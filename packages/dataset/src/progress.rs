//! Progress reporting for the import writer.
//!
//! The writer reports through [`ProgressCallback`] so the import binary can
//! render an `indicatif` bar while tests stay silent.

/// Receives progress updates from long-running dataset operations.
pub trait ProgressCallback: Send + Sync {
    /// Sets the total expected units of work.
    fn set_total(&self, total: u64);

    /// Advances progress by `delta` units.
    fn inc(&self, delta: u64);

    /// Marks progress as complete with a final message.
    fn finish(&self, msg: String);
}

/// Ignores every update.
pub struct NullProgress;

impl ProgressCallback for NullProgress {
    fn set_total(&self, _total: u64) {}
    fn inc(&self, _delta: u64) {}
    fn finish(&self, _msg: String) {}
}
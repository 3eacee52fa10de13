#![cfg_attr(feature = "fail-on-warnings", deny(warnings))]
#![warn(clippy::all, clippy::pedantic, clippy::nursery, clippy::cargo)]
#![allow(clippy::multiple_crate_versions, clippy::cargo_common_metadata)]

//! CLI entry point for the collision CSV import.

use std::time::Instant;

use clap::Parser;
use crash_map_import::{Args, ImportError, IndicatifProgress, init_logger, run};

fn main() -> Result<(), ImportError> {
    let multi = init_logger();
    let args = Args::parse();

    let started = Instant::now();
    let progress = IndicatifProgress::rows_bar(&multi, &args.table);
    let summary = run(&args, &progress)?;

    log::info!(
        "Import complete in {:.1}s: {} rows inserted",
        started.elapsed().as_secs_f64(),
        summary.inserted
    );
    Ok(())
}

> **EXERCISE**
Set down, word for word, the line that contains "Ignores every update." and all lines after it up to the end of the listing.

> **RESPONSE AREA**
/// Ignores every update.
pub struct NullProgress;

impl ProgressCallback for NullProgress {
    fn set_total(&self, _total: u64) {}
    fn inc(&self, _delta: u64) {}
    fn finish(&self, _msg: String) {}
}
repository 3eacee52fa10de13
#![cfg_attr(feature = "fail-on-warnings", deny(warnings))]
#![warn(clippy::all, clippy::pedantic, clippy::nursery, clippy::cargo)]
#![allow(clippy::multiple_crate_versions, clippy::cargo_common_metadata)]

//! CLI entry point for the collision CSV import.

use std::time::Instant;

use clap::Parser;
use crash_map_import::{Args, ImportError, IndicatifProgress, init_logger, run};

fn main() -> Result<(), ImportError> {
    let multi = init_logger();
    let args = Args::parse();

    let started = Instant::now();
    let progress = IndicatifProgress::rows_bar(&multi, &args.table);
    let summary = run(&args, &progress)?;

    log::info!(
        "Import complete in {:.1}s: {} rows inserted",
        started.elapsed().as_secs_f64(),
        summary.inserted
    );
    Ok(())
}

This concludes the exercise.